Adoption is a complex, multilayered, lifelong emotional experience. Like a lot of people without firsthand knowledge, I had a somewhat rosy picture of adoption. How wonderful! A baby is coming into someone’s family, a family who desperately wants this child and can provide security and love! How lucky these parents are to have hit the baby lottery! How lucky the baby is! How heroic the birth mother must be, letting her baby go to parents who are more equipped for parenthood than she is.
That’s a pretty naïve take, isn’t it? Hopefully, there’s often truth in those blanket statements, but nothing in life—especially humans—is that simple.
In order to give an accurate portrayal of adoption from all viewpoints—adoptee, birth mother; adoptive mother; extended families—I realized I had a lot to learn.

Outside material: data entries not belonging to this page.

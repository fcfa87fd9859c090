//! # Módulo Core: Tipos Fundamentais do Domínio
//!
//! Tipos que todo o resto do sistema manipula:
//!
//! - [`Rule`]: fato ou regra Prolog com o nome do predicado que define
//! - [`RuleStore`]: registro de uma regra por predicado, extraído da KB
//! - [`Statement`]: tradução candidata classificada (consulta, regra, inválida)
//! - [`syntax`]: verificação leve do texto Prolog antes de tocar o motor
//!
//! ## Analogia com o Mundo Real
//!
//! Pense no [`RuleStore`] como o **índice de um livro de leis**: cada
//! predicado tem um verbete, o primeiro que aparece. O modelo de linguagem
//! lê o índice para saber com que vocabulário pode formular perguntas; quando
//! propõe um verbete novo, ele é anexado ao livro (o arquivo `.pl`).

/// Sub-módulo com a implementação de [`Rule`].
pub mod rule;

/// Sub-módulo com o [`RuleStore`] e a extração de regras únicas.
pub mod rule_store;

/// Sub-módulo com a classificação de [`Statement`]s.
pub mod statement;

/// Sub-módulo com a verificação de sintaxe de cláusulas e objetivos.
pub mod syntax;

pub use rule::Rule;
pub use rule_store::RuleStore;
pub use statement::Statement;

I list my resources in the acknowledgments of the book, but one of the most compelling sources was the podcast Adoption: the Making of Me with hosts Sarah Reinhardt and Louise Brown. Sarah and Louise are friends, both adopted, and on their podcast, discuss books about adoption, interview adoptees on their show and talk about the many layers of the adoption experience. They’re warm and funny and honest, and were were kind enough to sit down with me and chat. What follows are the highlights of our wonderful conversation.
Kristan: Thank you, ladies for joining me today! I would love to have you introduce yourselves and your podcast.
Sarah: Sure! I'm Sarah Reinhardt, the cohost of Adoption: The Making of Me. I’m here with my beautiful friend, Louise. We are baby scoop* adoptees; I was given up for adoption, not because my birth mother wanted to give me up, but because it was kind of a forced adoption.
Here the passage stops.